YOUR INSTRUCTIONS:
Which lines of the entries below contain the string "Clone"? Copy each one.

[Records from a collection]
________________________________________

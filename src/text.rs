//! Base64 and hexadecimal text forms of a cue.
//!
//! Cues travel as text in manifests (HLS `#EXT-X-DATERANGE`, DASH event
//! streams) and APIs; this module converts between that text and the raw
//! section bytes.

use data_encoding::{BASE64, BASE64_NOPAD, HEXLOWER, HEXLOWER_PERMISSIVE};
use std::fmt::{Display, Formatter};
use thiserror::Error;

/// Text encoding of a cue.
#[derive(Debug, Default, Clone, Copy, PartialEq, Eq, Hash)]
#[cfg_attr(feature = "cli", derive(clap::ValueEnum))]
pub enum TextFormat {
    /// Hex when the input has a `0x` prefix or only hex digits, base64
    /// otherwise. Encodes as base64.
    ///
    /// Hex wins for text that is valid in both alphabets. A cue's base64
    /// form starts with `/` (from the 0xFC table id), so it never looks
    /// like hex; all-digit text that is not valid hex, such as an odd
    /// number of digits, is retried as base64.
    #[default]
    Auto,
    Base64,
    Hex,
}

impl Display for TextFormat {
    fn fmt(&self, f: &mut Formatter<'_>) -> std::fmt::Result {
        match self {
            TextFormat::Auto => write!(f, "auto"),
            TextFormat::Base64 => write!(f, "base64"),
            TextFormat::Hex => write!(f, "hex"),
        }
    }
}

#[derive(Debug, Clone, PartialEq, Eq, Error)]
pub enum TextError {
    #[error("empty input")]
    Empty,

    #[error("invalid base64: {0}")]
    Base64(data_encoding::DecodeError),

    #[error("invalid hex: {0}")]
    Hex(data_encoding::DecodeError),
}

/// Decodes base64 or hex text into section bytes.
///
/// Surrounding and embedded whitespace is ignored, as is a `0x` prefix on
/// hex input.
///
/// ```rust
/// use scte35_codec::text::{decode_text, TextFormat};
///
/// let from_base64 = decode_text("/DARAAAAAAAAAP/wAAAAAHpPv/8=", TextFormat::Auto).unwrap();
/// let from_hex = decode_text("0xfc301100000000000000fff0000000007a4fbfff", TextFormat::Auto).unwrap();
/// assert_eq!(from_base64, from_hex);
/// ```
pub fn decode_text(input: &str, format: TextFormat) -> Result<Vec<u8>, TextError> {
    let compact: String = input.chars().filter(|c| !c.is_whitespace()).collect();
    if compact.is_empty() {
        return Err(TextError::Empty);
    }

    match format {
        TextFormat::Hex => decode_hex(&compact),
        TextFormat::Base64 => decode_base64(&compact),
        TextFormat::Auto if has_hex_prefix(&compact) => decode_hex(&compact),
        TextFormat::Auto if compact.bytes().all(|b| b.is_ascii_hexdigit()) => {
            decode_hex(&compact).or_else(|err| decode_base64(&compact).map_err(|_| err))
        }
        TextFormat::Auto => decode_base64(&compact),
    }
}

/// Encodes section bytes as text; [`TextFormat::Auto`] produces base64.
pub fn encode_text(bytes: &[u8], format: TextFormat) -> String {
    match format {
        TextFormat::Hex => HEXLOWER.encode(bytes),
        TextFormat::Auto | TextFormat::Base64 => BASE64.encode(bytes),
    }
}

fn has_hex_prefix(input: &str) -> bool {
    input.starts_with("0x") || input.starts_with("0X")
}

fn decode_hex(input: &str) -> Result<Vec<u8>, TextError> {
    let digits = input
        .strip_prefix("0x")
        .or_else(|| input.strip_prefix("0X"))
        .unwrap_or(input);
    HEXLOWER_PERMISSIVE
        .decode(digits.as_bytes())
        .map_err(TextError::Hex)
}

fn decode_base64(input: &str) -> Result<Vec<u8>, TextError> {
    let encoding = if input.len() % 4 == 0 {
        &BASE64
    } else {
        &BASE64_NOPAD
    };
    encoding
        .decode(input.as_bytes())
        .map_err(TextError::Base64)
}

#[cfg(test)]
mod tests {
    use super::*;

    const SPLICE_NULL: [u8; 20] = [
        0xfc, 0x30, 0x11, 0x00, 0x00, 0x00, 0x00, 0x00, 0x00, 0x00, 0xff, 0xf0, 0x00, 0x00, 0x00,
        0x00, 0x7a, 0x4f, 0xbf, 0xff,
    ];

    #[test]
    fn detects_base64() {
        assert_eq!(
            decode_text("/DARAAAAAAAAAP/wAAAAAHpPv/8=", TextFormat::Auto).unwrap(),
            SPLICE_NULL
        );
    }

    #[test]
    fn detects_hex_with_and_without_prefix() {
        let hex = "fc301100000000000000fff0000000007a4fbfff";
        assert_eq!(decode_text(hex, TextFormat::Auto).unwrap(), SPLICE_NULL);
        assert_eq!(
            decode_text(&format!("0X{}", hex.to_uppercase()), TextFormat::Auto).unwrap(),
            SPLICE_NULL
        );
    }

    #[test]
    fn hex_wins_for_text_valid_in_both_alphabets() {
        // "abcd" is two hex bytes and also three base64 bytes
        assert_eq!(decode_text("abcd", TextFormat::Auto).unwrap(), vec![0xab, 0xcd]);
        assert_eq!(
            decode_text("abcd", TextFormat::Base64).unwrap(),
            vec![0x69, 0xb7, 0x1d]
        );
    }

    #[test]
    fn all_hex_digits_fall_back_to_base64() {
        // an odd digit count is not hex, but is unpadded base64
        assert_eq!(decode_text("abc", TextFormat::Auto).unwrap(), vec![0x69, 0xb7]);
        assert!(matches!(
            decode_text("a", TextFormat::Auto),
            Err(TextError::Hex(_))
        ));
    }

    #[test]
    fn ignores_whitespace() {
        assert_eq!(
            decode_text("  /DARAAAAAAAAAP/w\nAAAAAHpPv/8=\n", TextFormat::Base64).unwrap(),
            SPLICE_NULL
        );
    }

    #[test]
    fn accepts_unpadded_base64() {
        assert_eq!(
            decode_text("/DARAAAAAAAAAP/wAAAAAHpPv/8", TextFormat::Base64).unwrap(),
            SPLICE_NULL
        );
    }

    #[test]
    fn rejects_malformed_text() {
        assert_eq!(decode_text("   ", TextFormat::Auto), Err(TextError::Empty));
        assert!(matches!(
            decode_text("not base64!", TextFormat::Auto),
            Err(TextError::Base64(_))
        ));
        assert!(matches!(
            decode_text("0xabc", TextFormat::Auto),
            Err(TextError::Hex(_))
        ));
    }

    #[test]
    fn encodes_both_forms() {
        assert_eq!(
            encode_text(&SPLICE_NULL, TextFormat::Base64),
            "/DARAAAAAAAAAP/wAAAAAHpPv/8="
        );
        assert_eq!(
            encode_text(&SPLICE_NULL, TextFormat::Hex),
            "fc301100000000000000fff0000000007a4fbfff"
        );
    }
}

________________________________________

COMPLETED EXERCISE:
#[derive(Debug, Default, Clone, Copy, PartialEq, Eq, Hash)]
#[derive(Debug, Clone, PartialEq, Eq, Error)]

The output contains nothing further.